A Brief Book Notice from Books at a Glance

Anger is arguably the most common problematic emotion we feel. It permeates our lives and hurts our most intimate relationships. Fortunately, Scripture has much to teach us about this universal problem. In this month-long devotional, counselor Robert Jones teaches you where your anger comes from, how to take it to God and deal with the underlying desires that cause it, and how to respond in Christlike ways to the situations that provoke it in you. Daily reflection questions and practical action steps show you specific godly behaviors that can replace your anger.

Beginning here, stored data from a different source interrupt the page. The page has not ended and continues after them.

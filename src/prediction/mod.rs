pub mod image;

pub use image::{HttpImageFetcher, ImageError, ImageFetcher};

use crate::config::PredictionConfig;
use async_trait::async_trait;
use reqwest::multipart::{Form, Part};
use serde::Deserialize;
use serde_json::Value;
use std::time::Duration;
use thiserror::Error;

// ── Port ────────────────────────────────────────────────────────────

#[derive(Debug, Clone, PartialEq)]
pub struct Prediction {
    /// Lower-cased, trimmed creature name.
    pub name: String,
    pub confidence: f64,
    pub latency_ms: Option<u64>,
    pub quota_remaining: Option<u64>,
}

#[derive(Debug, Clone, Error, PartialEq)]
pub enum PredictionError {
    #[error("prediction service is not configured")]
    Disabled,
    #[error("prediction quota exhausted")]
    QuotaExhausted,
    #[error("prediction rejected [{status}]: {message}")]
    Rejected {
        status: u16,
        retry: bool,
        message: String,
    },
    #[error("prediction payload malformed: {message}")]
    Malformed { message: String },
    #[error("prediction request failed: {0}")]
    Network(String),
}

impl PredictionError {
    pub fn should_retry(&self) -> bool {
        match self {
            Self::Disabled | Self::QuotaExhausted => false,
            Self::Rejected { retry, .. } => *retry,
            Self::Malformed { .. } | Self::Network(_) => true,
        }
    }

    pub fn kind(&self) -> &'static str {
        match self {
            Self::Disabled => "disabled",
            Self::QuotaExhausted => "quota_exhausted",
            Self::Rejected { .. } => "rejected",
            Self::Malformed { .. } => "malformed",
            Self::Network(_) => "network",
        }
    }
}

/// Image classifier that names the creature in a spawn image.
#[async_trait]
pub trait Predictor: Send + Sync {
    fn name(&self) -> &str;

    async fn predict(&self, image: Vec<u8>) -> Result<Prediction, PredictionError>;
}

// ── HTTP client ─────────────────────────────────────────────────────

#[derive(Debug, Clone, PartialEq, Eq, Deserialize)]
pub struct QuotaStatus {
    #[serde(default)]
    pub remaining: Option<u64>,
    #[serde(default)]
    pub limit: Option<u64>,
    #[serde(default)]
    pub used: Option<u64>,
}

#[derive(Debug, Default, Deserialize)]
struct PredictBody {
    #[serde(default)]
    success: bool,
    #[serde(default)]
    pokemon: Option<String>,
    #[serde(default)]
    confidence: Option<Value>,
    #[serde(default)]
    latency_ms: Option<u64>,
    #[serde(default)]
    quota_remaining: Option<u64>,
    #[serde(default)]
    retry: Option<bool>,
    #[serde(default)]
    error: Option<String>,
}

#[derive(Debug, Deserialize)]
struct StatusBody {
    #[serde(default)]
    status: String,
}

pub struct HttpPredictionClient {
    http: reqwest::Client,
    predict_url: String,
    base_url: String,
    api_key: String,
}

impl HttpPredictionClient {
    /// Returns `None` unless both the URL and key are configured.
    pub fn from_config(config: &PredictionConfig) -> anyhow::Result<Option<Self>> {
        let (Some(url), Some(key)) = (
            config.api_url.as_deref().map(str::trim).filter(|u| !u.is_empty()),
            config.api_key.as_deref().map(str::trim).filter(|k| !k.is_empty()),
        ) else {
            return Ok(None);
        };
        Self::new(url, key, Duration::from_secs(config.timeout_secs)).map(Some)
    }

    pub fn new(api_url: &str, api_key: &str, timeout: Duration) -> anyhow::Result<Self> {
        let http = reqwest::Client::builder().timeout(timeout).build()?;
        let (predict_url, base_url) = normalize_urls(api_url);
        Ok(Self {
            http,
            predict_url,
            base_url,
            api_key: api_key.to_string(),
        })
    }

    pub fn predict_url(&self) -> &str {
        &self.predict_url
    }

    /// GET {base}/api-status → `status == "online"`.
    pub async fn service_online(&self) -> anyhow::Result<bool> {
        let resp = self
            .http
            .get(format!("{}/api-status", self.base_url))
            .send()
            .await?;
        if !resp.status().is_success() {
            return Ok(false);
        }
        let body: StatusBody = resp.json().await?;
        Ok(body.status.eq_ignore_ascii_case("online"))
    }

    /// GET {base}/balance with the bearer key.
    pub async fn quota(&self) -> anyhow::Result<QuotaStatus> {
        let resp = self
            .http
            .get(format!("{}/balance", self.base_url))
            .bearer_auth(&self.api_key)
            .send()
            .await?;
        let status = resp.status();
        if !status.is_success() {
            anyhow::bail!("quota lookup failed with HTTP {}", status.as_u16());
        }
        Ok(resp.json().await?)
    }
}

/// `(predict endpoint, service base)` from either form of the configured URL.
fn normalize_urls(api_url: &str) -> (String, String) {
    let trimmed = api_url.trim().trim_end_matches('/');
    match trimmed.strip_suffix("/predict") {
        Some(base) => (trimmed.to_string(), base.to_string()),
        None => (format!("{trimmed}/predict"), trimmed.to_string()),
    }
}

fn confidence_value(value: Option<&Value>) -> f64 {
    match value {
        Some(Value::Number(n)) => n.as_f64().unwrap_or(0.0),
        Some(Value::String(s)) => s.trim().trim_end_matches('%').parse().unwrap_or(0.0),
        _ => 0.0,
    }
}

#[async_trait]
impl Predictor for HttpPredictionClient {
    fn name(&self) -> &str {
        "http"
    }

    async fn predict(&self, image: Vec<u8>) -> Result<Prediction, PredictionError> {
        let part = Part::bytes(image)
            .file_name("pokemon.jpg")
            .mime_str("image/jpeg")
            .map_err(|e| PredictionError::Network(e.to_string()))?;
        let form = Form::new().part("image", part);

        let resp = self
            .http
            .post(&self.predict_url)
            .bearer_auth(&self.api_key)
            .multipart(form)
            .send()
            .await
            .map_err(|e| PredictionError::Network(e.to_string()))?;

        let status = resp.status().as_u16();
        if status == 429 {
            return Err(PredictionError::QuotaExhausted);
        }

        let text = resp
            .text()
            .await
            .map_err(|e| PredictionError::Network(e.to_string()))?;
        let body: PredictBody = serde_json::from_str(&text).unwrap_or_default();

        if status != 200 {
            return Err(PredictionError::Rejected {
                status,
                retry: body.retry != Some(false),
                message: body.error.unwrap_or_else(|| "prediction_rejected".into()),
            });
        }

        let name = body
            .pokemon
            .as_deref()
            .map(|name| name.trim().to_lowercase())
            .filter(|name| !name.is_empty());
        let (true, Some(name)) = (body.success, name) else {
            return Err(PredictionError::Malformed {
                message: body.error.unwrap_or_else(|| "prediction_failed".into()),
            });
        };

        Ok(Prediction {
            name,
            confidence: confidence_value(body.confidence.as_ref()),
            latency_ms: body.latency_ms,
            quota_remaining: body.quota_remaining,
        })
    }
}
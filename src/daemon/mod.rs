use crate::accounts::{Account, AccountId};
use crate::catcher::{CatcherServices, SessionManager, SessionMode};
use crate::channels::BridgeHub;
use crate::config::Config;
use crate::health;
use crate::notify::{HttpWebhookSink, NotificationQueue, Notifier, QueueSettings};
use crate::onboarding::ScriptedOnboarding;
use crate::prediction::{HttpImageFetcher, HttpPredictionClient};
use crate::solver::HttpChallengeSolver;
use anyhow::Result;
use chrono::Utc;
use std::future::Future;
use std::path::PathBuf;
use std::sync::Arc;
use tokio::io::BufReader;
use tokio::task::JoinHandle;
use tokio::time::Duration;

const STATUS_FLUSH_SECONDS: u64 = 5;

pub async fn run(config: Config) -> Result<()> {
    let initial_backoff = config.reliability.initial_backoff_secs.max(1);
    let max_backoff = config.reliability.max_backoff_secs.max(initial_backoff);

    health::mark_component_ok("daemon");

    let services = build_services(&config)?;
    let queue = services.notifier.queue().clone();
    let manager = Arc::new(SessionManager::new(Arc::new(services)));
    let hub = BridgeHub::new();
    register_accounts(&config, &manager, &hub);

    let mut handles: Vec<JoinHandle<()>> = vec![spawn_state_writer(config.clone(), Arc::clone(&manager))];

    handles.push(spawn_component_supervisor(
        health::NOTIFICATIONS,
        initial_backoff,
        max_backoff,
        move || {
            let queue = queue.clone();
            async move {
                queue.run().await;
                Ok(())
            }
        },
    ));

    {
        let hub = Arc::clone(&hub);
        handles.push(spawn_component_supervisor(
            health::BRIDGE,
            initial_backoff,
            max_backoff,
            move || {
                let hub = Arc::clone(&hub);
                async move { hub.drain_outbound(tokio::io::stdout()).await }
            },
        ));
    }

    let running = manager.list_active().len();
    tracing::info!(
        accounts = config.accounts.len(),
        sessions = running,
        "Autocatcher daemon started; reading bridge events from stdin"
    );

    let inbound = hub.pump_inbound(BufReader::new(tokio::io::stdin()));
    tokio::select! {
        signal = tokio::signal::ctrl_c() => {
            signal?;
            tracing::info!("Shutdown requested");
        }
        result = inbound => {
            if let Err(e) = result {
                tracing::error!("Bridge input failed: {e}");
            }
        }
    }
    health::mark_component_error("daemon", "shutdown requested");

    let stopped = manager.stop_all();
    if !stopped.is_empty() {
        tracing::info!(sessions = ?stopped, "Sessions stopped on shutdown");
    }

    for handle in &handles {
        handle.abort();
    }
    for handle in handles {
        let _ = handle.await;
    }

    Ok(())
}

/// Wire HTTP-backed collaborators from config. Optional services stay
/// unset when their endpoint is not configured.
pub fn build_services(config: &Config) -> Result<CatcherServices> {
    let images = HttpImageFetcher::new(Duration::from_secs(config.prediction.image_timeout_secs))?;
    let sink = HttpWebhookSink::new(Duration::from_secs(config.notifications.timeout_secs))?;
    let queue = NotificationQueue::new(
        Arc::new(sink),
        QueueSettings::from_config(&config.notifications),
    );
    let notifier = Arc::new(Notifier::new(&config.notifications, queue));

    let mut services = CatcherServices::new(config, Arc::new(images), notifier);

    match HttpPredictionClient::from_config(&config.prediction)? {
        Some(client) => services = services.with_predictor(Arc::new(client)),
        None => tracing::warn!("Prediction service not configured; sessions cannot start"),
    }
    match HttpChallengeSolver::from_config(&config.solver)? {
        Some(solver) => services = services.with_solver(Arc::new(solver)),
        None => tracing::info!("Challenge solver not configured; challenges pause until resumed"),
    }
    if config.onboarding.enabled {
        let onboarding = ScriptedOnboarding::new(
            config.onboarding.clone(),
            &config.catching.game_bot_id,
            Arc::clone(&services.jitter),
        );
        services = services.with_onboarding(Arc::new(onboarding));
    }
    Ok(services)
}

fn register_accounts(config: &Config, manager: &SessionManager, hub: &Arc<BridgeHub>) {
    for account_config in &config.accounts {
        let account = Account::from(account_config);
        let id = account.id.clone();
        let channel = Arc::new(hub.channel_for(id.clone()));
        if let Err(e) = manager.register_account(account, channel) {
            tracing::warn!(account = %id, "Skipping account: {e}");
            continue;
        }
        if account_config.auto_click {
            let _ = manager.set_auto_click(&id, true);
        }
        if account_config.autostart {
            autostart(manager, &id);
        }
    }
}

fn autostart(manager: &SessionManager, id: &AccountId) {
    if let Err(e) = manager.start_session(id, SessionMode::Prediction) {
        tracing::warn!(account = %id, "Session not started: {e}");
    }
}

pub fn state_file_path(config: &Config) -> PathBuf {
    config
        .config_path
        .parent()
        .map_or_else(|| PathBuf::from("."), PathBuf::from)
        .join("daemon_state.json")
}

/// Daemon state as written to disk and read back by the doctor.
pub fn state_json(manager: &SessionManager) -> serde_json::Value {
    let mut json = serde_json::to_value(health::snapshot()).unwrap_or_else(|_| serde_json::json!({}));
    if let Some(obj) = json.as_object_mut() {
        obj.insert("written_at".into(), serde_json::json!(Utc::now().to_rfc3339()));
        obj.insert(
            "overview".into(),
            serde_json::to_value(manager.overview()).unwrap_or_default(),
        );
        obj.insert(
            "sessions".into(),
            serde_json::to_value(manager.list_active()).unwrap_or_default(),
        );
    }
    json
}

fn spawn_state_writer(config: Config, manager: Arc<SessionManager>) -> JoinHandle<()> {
    tokio::spawn(async move {
        let path = state_file_path(&config);
        if let Some(parent) = path.parent() {
            let _ = tokio::fs::create_dir_all(parent).await;
        }

        let mut interval = tokio::time::interval(Duration::from_secs(STATUS_FLUSH_SECONDS));
        loop {
            interval.tick().await;
            let json = state_json(&manager);
            let data = serde_json::to_vec_pretty(&json).unwrap_or_else(|_| b"{}".to_vec());
            let _ = tokio::fs::write(&path, data).await;
        }
    })
}

fn spawn_component_supervisor<F, Fut>(
    name: &'static str,
    initial_backoff_secs: u64,
    max_backoff_secs: u64,
    mut run_component: F,
) -> JoinHandle<()>
where
    F: FnMut() -> Fut + Send + 'static,
    Fut: Future<Output = Result<()>> + Send + 'static,
{
    tokio::spawn(async move {
        let mut backoff = initial_backoff_secs.max(1);
        let max_backoff = max_backoff_secs.max(backoff);

        loop {
            health::mark_component_ok(name);
            match run_component().await {
                Ok(()) => {
                    health::mark_component_error(name, "component exited unexpectedly");
                    tracing::warn!("Daemon component '{name}' exited unexpectedly");
                }
                Err(e) => {
                    health::mark_component_error(name, e.to_string());
                    tracing::error!("Daemon component '{name}' failed: {e}");
                }
            }

            health::bump_component_restart(name);
            tokio::time::sleep(Duration::from_secs(backoff)).await;
            backoff = backoff.saturating_mul(2).min(max_backoff);
        }
    })
}

#[cfg(test)]
mod tests {
    use super::*;
    use crate::catcher::Lifecycle;
    use crate::config::AccountConfig;
    use tempfile::TempDir;

    fn account(id: &str, autostart: bool, auto_click: bool) -> AccountConfig {
        AccountConfig {
            id: id.into(),
            user_id: format!("{id}-uid"),
            username: id.into(),
            display_name: None,
            credential: None,
            auto_click,
            autostart,
        }
    }

    #[test]
    fn state_file_path_uses_config_directory() {
        let tmp = TempDir::new().unwrap();
        let config = Config {
            config_path: tmp.path().join("config.toml"),
            ..Config::default()
        };
        assert_eq!(state_file_path(&config), tmp.path().join("daemon_state.json"));
    }

    #[tokio::test]
    async fn optional_services_stay_unset_without_endpoints() {
        let mut config = Config::default();
        config.onboarding.enabled = false;
        let services = build_services(&config).unwrap();
        assert!(services.predictor.is_none());
        assert!(services.solver.is_none());
        assert!(services.onboarding.is_none());
    }

    #[tokio::test]
    async fn accounts_register_and_autostart_when_prediction_is_configured() {
        let mut config = Config::default();
        config.prediction.api_url = Some("http://127.0.0.1:9/predict".into());
        config.prediction.api_key = Some("key".into());
        config.accounts = vec![account("main", true, true), account("alt", false, false)];

        let manager = SessionManager::new(Arc::new(build_services(&config).unwrap()));
        let hub = BridgeHub::new();
        register_accounts(&config, &manager, &hub);

        let main = manager.status(&AccountId::from("main")).unwrap();
        assert_eq!(main.lifecycle, Lifecycle::Active);
        assert!(main.auto_click);
        let alt = manager.status(&AccountId::from("alt")).unwrap();
        assert_eq!(alt.lifecycle, Lifecycle::Inactive);

        let state = state_json(&manager);
        assert_eq!(state["overview"]["registered_accounts"], 2);
        assert_eq!(state["sessions"].as_array().map(Vec::len), Some(1));
        manager.stop_all();
    }

    #[tokio::test]
    async fn supervisor_marks_error_and_restart_on_failure() {
        let handle = spawn_component_supervisor("daemon-test-fail", 1, 1, || async {
            anyhow::bail!("boom")
        });

        tokio::time::sleep(Duration::from_millis(50)).await;
        handle.abort();
        let _ = handle.await;

        let component = health::component("daemon-test-fail").unwrap();
        assert_eq!(component.status, health::ComponentStatus::Error);
        assert!(component.restart_count >= 1);
        assert!(component.last_error.unwrap_or_default().contains("boom"));
    }

    #[tokio::test]
    async fn supervisor_marks_unexpected_exit_as_error() {
        let handle = spawn_component_supervisor("daemon-test-exit", 1, 1, || async { Ok(()) });

        tokio::time::sleep(Duration::from_millis(50)).await;
        handle.abort();
        let _ = handle.await;

        let component = health::component("daemon-test-exit").unwrap();
        assert_eq!(component.status, health::ComponentStatus::Error);
        assert!(
            component
                .last_error
                .unwrap_or_default()
                .contains("component exited unexpectedly")
        );
    }
}
//! Retry logic with exponential backoff
//!
//! This module provides configurable retry logic for transient failures.
//! It implements exponential backoff with optional jitter to prevent thundering herd,
//! and stops early when the run's cancellation token fires.
//!
//! # Example
//!
//! ```no_run
//! use jira_attachment_dl::retry::{IsRetryable, download_with_retry};
//! use jira_attachment_dl::config::RetryConfig;
//! use jira_attachment_dl::error::Error;
//! use tokio_util::sync::CancellationToken;
//!
//! # async fn example() -> Result<(), Error> {
//! let config = RetryConfig::default();
//! let cancel = CancellationToken::new();
//! let bytes = download_with_retry(&config, &cancel, || async {
//!     // Your operation here
//!     Ok::<_, Error>(42u64)
//! }).await?;
//! # Ok(())
//! # }
//! ```

use crate::config::RetryConfig;
use crate::error::Error;
use rand::Rng;
use std::future::Future;
use std::time::Duration;
use tokio_util::sync::CancellationToken;

/// Trait for errors that can be classified as retryable or not
///
/// Transient failures (network timeouts, server busy, connection reset) should return `true`.
/// Permanent failures (authentication failed, not found, disk full) should return `false`.
pub trait IsRetryable {
    /// Returns true if the error is transient and the operation should be retried
    fn is_retryable(&self) -> bool;
}

impl IsRetryable for Error {
    fn is_retryable(&self) -> bool {
        match self {
            // Timeouts, refused connections and streams cut mid-body
            Error::Network(e) => e.is_timeout() || e.is_connect() || e.is_body(),
            Error::Timeout { .. } => true,
            // Request timeout, throttling and server-side failures
            Error::Http { status, .. } => matches!(*status, 408 | 429 | 500..=599),
            Error::Io(e) => matches!(
                e.kind(),
                std::io::ErrorKind::TimedOut
                    | std::io::ErrorKind::ConnectionRefused
                    | std::io::ErrorKind::ConnectionReset
                    | std::io::ErrorKind::ConnectionAborted
                    | std::io::ErrorKind::NotConnected
                    | std::io::ErrorKind::BrokenPipe
                    | std::io::ErrorKind::Interrupted
            ),
            Error::Authentication(_) => false,
            Error::Cancelled => false,
            Error::QuerySyntax { .. }
            | Error::OutputDir { .. }
            | Error::SearchTransport(_)
            | Error::IssueFetch { .. }
            | Error::AttachmentDownload { .. }
            | Error::Config { .. }
            | Error::Serialization(_)
            | Error::FileCollision { .. } => false,
        }
    }
}

/// Execute an async operation with exponential backoff retry logic
///
/// `config.max_attempts` is the total number of attempts, including the first one.
/// Cancellation is checked before every attempt, while an attempt is running
/// (the in-flight future is dropped) and while waiting between attempts; in all
/// three cases the result is `Error::Cancelled` converted into `E`.
///
/// # Returns
///
/// Returns the successful result or the last error after all attempts are exhausted.
pub async fn download_with_retry<F, Fut, T, E>(
    config: &RetryConfig,
    cancel: &CancellationToken,
    mut operation: F,
) -> Result<T, E>
where
    F: FnMut() -> Fut,
    Fut: Future<Output = Result<T, E>>,
    E: IsRetryable + std::fmt::Display + From<Error>,
{
    let max_attempts = config.max_attempts.max(1);
    let mut attempt = 0;
    let mut delay = config.initial_delay;

    loop {
        if cancel.is_cancelled() {
            return Err(Error::Cancelled.into());
        }
        attempt += 1;

        let outcome = tokio::select! {
            biased;
            _ = cancel.cancelled() => return Err(Error::Cancelled.into()),
            outcome = operation() => outcome,
        };

        match outcome {
            Ok(result) => {
                if attempt > 1 {
                    tracing::info!(attempts = attempt, "Operation succeeded after retry");
                }
                return Ok(result);
            }
            Err(e) if e.is_retryable() && attempt < max_attempts => {
                tracing::warn!(
                    error = %e,
                    attempt = attempt,
                    max_attempts = max_attempts,
                    delay_ms = delay.as_millis(),
                    "Operation failed, retrying"
                );

                let jittered_delay = if config.jitter {
                    add_jitter(delay)
                } else {
                    delay
                };

                tokio::select! {
                    _ = cancel.cancelled() => return Err(Error::Cancelled.into()),
                    _ = tokio::time::sleep(jittered_delay) => {}
                }

                let next_delay =
                    Duration::from_secs_f64(delay.as_secs_f64() * config.backoff_multiplier);
                delay = next_delay.min(config.max_delay);
            }
            Err(e) => {
                if e.is_retryable() {
                    tracing::error!(
                        error = %e,
                        attempts = attempt,
                        "Operation failed after all retry attempts exhausted"
                    );
                } else {
                    tracing::debug!(error = %e, "Operation failed with non-retryable error");
                }
                return Err(e);
            }
        }
    }
}

/// Add random jitter to a delay to prevent thundering herd
///
/// The actual delay will be between `delay` and `2 * delay`.
fn add_jitter(delay: Duration) -> Duration {
    let mut rng = rand::thread_rng();
    let jitter_factor: f64 = rng.gen_range(0.0..=1.0);
    let jittered_secs = delay.as_secs_f64() * (1.0 + jitter_factor);
    Duration::from_secs_f64(jittered_secs)
}
//! Jira REST API v2 client with basic authentication.

use std::future::Future;
use std::time::Duration;

use crate::config::JiraConfig;
use crate::error::{Error, Result};
use bytes::Bytes;
use futures::stream::{self, Stream};
use futures::{StreamExt, TryStreamExt};
use reqwest::header::{ACCEPT, HeaderMap, HeaderValue, USER_AGENT};
use reqwest::{Client as HttpClient, RequestBuilder, Response, StatusCode};
use serde::de::DeserializeOwned;
use serde_json::Value;

use super::models::{Issue, PageToken, SearchPage, SearchResponse};
use super::{ByteStream, IssueAttachmentClient, IssueSearchClient};

/// Only the key is needed from search; everything else comes from the issue fetch
const SEARCH_FIELDS: &str = "key";
const ISSUE_FIELDS: &str = "attachment,comment";

/// Jira REST client implementing both pipeline collaborators
///
/// API calls must finish within `request_timeout`. Attachment downloads only
/// need their response headers within that limit; the body may take as long
/// as it keeps flowing, with at most `read_timeout` between chunks.
#[derive(Clone)]
pub struct JiraClient {
    http: HttpClient,
    base_url: String,
    username: Option<String>,
    token: Option<String>,
    page_size: u32,
    request_timeout: Duration,
    read_timeout: Duration,
}

impl JiraClient {
    /// Build a client from the Jira section of the configuration
    pub fn new(config: &JiraConfig) -> Result<Self> {
        let http = build_http_client(config)?;
        Ok(Self {
            http,
            base_url: config.api_base().to_string(),
            username: config.username.clone(),
            token: config.token.clone(),
            page_size: config.page_size.max(1),
            request_timeout: config.request_timeout,
            read_timeout: config.read_timeout,
        })
    }

    /// Base URL requests are sent to
    pub fn base_url(&self) -> &str {
        &self.base_url
    }

    fn url_for(&self, path: &str) -> String {
        format!("{}/{}", self.base_url, path.trim_start_matches('/'))
    }

    fn get(&self, path: &str) -> RequestBuilder {
        let request = self.http.get(self.url_for(path));
        match &self.username {
            Some(username) => request.basic_auth(username, self.token.as_deref()),
            None => request,
        }
    }

    /// Bound `future` by the request timeout
    async fn within<T>(
        &self,
        operation: &str,
        future: impl Future<Output = Result<T>>,
    ) -> Result<T> {
        match tokio::time::timeout(self.request_timeout, future).await {
            Ok(result) => result,
            Err(_) => Err(Error::Timeout {
                operation: operation.to_string(),
                after: self.request_timeout,
            }),
        }
    }

    async fn parse_json<T>(response: Response) -> Result<T>
    where
        T: DeserializeOwned,
    {
        let response = Self::ensure_success(response).await?;
        let body = response.bytes().await?;
        serde_json::from_slice(&body).map_err(Error::from)
    }

    async fn ensure_success(response: Response) -> Result<Response> {
        let status = response.status();
        if status.is_success() {
            return Ok(response);
        }
        let body = response.text().await.unwrap_or_default();
        let message = extract_error_message(&body);
        if status == StatusCode::UNAUTHORIZED || status == StatusCode::FORBIDDEN {
            Err(Error::Authentication(format!(
                "Access denied ({}) - {}",
                status, message
            )))
        } else {
            Err(Error::Http {
                status: status.as_u16(),
                message,
            })
        }
    }

    async fn search_page(&self, query: &str, page: Option<PageToken>) -> Result<SearchPage> {
        let start_at = page.unwrap_or_default().start_at().to_string();
        let max_results = self.page_size.to_string();
        tracing::debug!(query, start_at = %start_at, "Searching issues");

        let response = self
            .get("rest/api/2/search")
            .query(&[
                ("jql", query),
                ("startAt", start_at.as_str()),
                ("maxResults", max_results.as_str()),
                ("fields", SEARCH_FIELDS),
            ])
            .send()
            .await?;

        // Jira answers an unparsable JQL query with 400 and a list of error messages
        if response.status() == StatusCode::BAD_REQUEST {
            let body = response.text().await.unwrap_or_default();
            return Err(Error::QuerySyntax {
                query: query.to_string(),
                message: extract_error_message(&body),
            });
        }

        let raw: SearchResponse = Self::parse_json(response).await?;
        Ok(raw.into_page())
    }

    async fn fetch_issue(&self, key: &str) -> Result<Issue> {
        let path = format!("rest/api/2/issue/{}", urlencoding::encode(key));
        let response = self
            .get(&path)
            .query(&[("fields", ISSUE_FIELDS)])
            .send()
            .await?;
        Self::parse_json(response).await
    }

    async fn open_download(&self, attachment_id: &str) -> Result<Response> {
        let path = format!("secure/attachment/{}/", urlencoding::encode(attachment_id));
        let response = self.get(&path).send().await?;
        Self::ensure_success(response).await
    }
}

#[async_trait::async_trait]
impl IssueSearchClient for JiraClient {
    async fn search(&self, query: &str, page: Option<PageToken>) -> Result<SearchPage> {
        self.within("issue search", self.search_page(query, page))
            .await
    }
}

#[async_trait::async_trait]
impl IssueAttachmentClient for JiraClient {
    async fn get_issue(&self, key: &str) -> Result<Issue> {
        self.within("issue fetch", self.fetch_issue(key)).await
    }

    async fn download_attachment(&self, attachment_id: &str) -> Result<ByteStream> {
        let response = self
            .within("attachment download", self.open_download(attachment_id))
            .await?;
        Ok(idle_timeout(
            response.bytes_stream().map_err(Error::from),
            self.read_timeout,
        ))
    }
}

/// Fail a body stream once it goes `idle` without producing a chunk.
fn idle_timeout<S>(body: S, idle: Duration) -> ByteStream
where
    S: Stream<Item = Result<Bytes>> + Send + 'static,
{
    stream::unfold(Some(Box::pin(body)), move |state| async move {
        let Some(mut body) = state else {
            return None;
        };
        match tokio::time::timeout(idle, body.next()).await {
            Ok(Some(chunk)) => Some((chunk, Some(body))),
            Ok(None) => None,
            Err(_) => Some((
                Err(Error::Timeout {
                    operation: "attachment body read".to_string(),
                    after: idle,
                }),
                None,
            )),
        }
    })
    .boxed()
}

// No total `timeout` on the client: it would cap how long a body may take to
// stream. Deadlines are applied per call instead.
fn build_http_client(config: &JiraConfig) -> Result<HttpClient> {
    let mut headers = HeaderMap::new();
    headers.insert(ACCEPT, HeaderValue::from_static("application/json"));
    headers.insert(
        USER_AGENT,
        HeaderValue::from_str(&config.user_agent)
            .map_err(|e| Error::config("jira.user_agent", e.to_string()))?,
    );

    HttpClient::builder()
        .default_headers(headers)
        .connect_timeout(config.connect_timeout)
        .build()
        .map_err(Error::from)
}

/// Summarize a Jira error body: `errorMessages` plus field `errors`, or the raw body.
fn extract_error_message(body: &str) -> String {
    let Ok(value) = serde_json::from_str::<Value>(body) else {
        return body.trim().to_string();
    };

    let mut messages: Vec<String> = value
        .get("errorMessages")
        .and_then(Value::as_array)
        .map(|items| {
            items
                .iter()
                .filter_map(Value::as_str)
                .map(str::to_string)
                .collect()
        })
        .unwrap_or_default();

    if let Some(errors) = value.get("errors").and_then(Value::as_object) {
        for (field, message) in errors {
            if let Some(message) = message.as_str() {
                messages.push(format!("{field}: {message}"));
            }
        }
    }

    if messages.is_empty() {
        body.trim().to_string()
    } else {
        messages.join("; ")
    }
}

The good news is that God has given us the Bible—a book that has much to say about anger and how to deal with it. In this 31-day devotional, biblical counselor Robert Jones guides you through Scripture’s teaching on anger: what it is, how to overcome it, and what behaviors to put in its place. Reflection questions and practical action steps for each reading help you to apply God’s Word to your life. Try spending ten or fifteen minutes each day with this book, and see the difference it makes in:

  • calming your heart,
  • reconciling with others,
  • and growing in patience, contentment, and grace.

In the 31-Day Devotionals for Life series, biblical counselors and Bible teachers guide you through Scripture passages that speak to specific situations or struggles, helping you to apply God’s Word to your life in practical ways day after day.

About the Author

Robert D. Jones is associate professor of biblical counseling at The Southern Baptist Theological Seminary in Louisville and has served in pastoral ministry for over thirty years.

Endorsements

R. Albert Mohler Jr., President, The Southern Baptist Theological Seminary, Louisville, Kentucky:

Every Christian needs to read this book and heed its counsel. . . . [It] is rich in both gospel and Scripture.

Ed Welch, Counselor and Faculty Member, Christian Counseling and Educational Foundation; Author, When People Are Big and God Is Small:

This devotional gets right to the point. It [opens] Scripture passages that you might already know . . . so that you see more and are drawn right in.

Amy Baker, Ministry Resource Director, Faith Church, Lafayette, Indiana; Author, Picture Perfect:

Move from discouragement to rejoicing as you see anger’s grip begin to slip and your joy begin to increase.

Greg Gilbert, Senior Pastor, Third Avenue Baptist Church, Louisville, Kentucky; Author, What is the Gospel? and Who is Jesus?:

Intensely practical and deeply biblical. . . . A book that will encourage every Christian, whether or not their particular struggle is with anger.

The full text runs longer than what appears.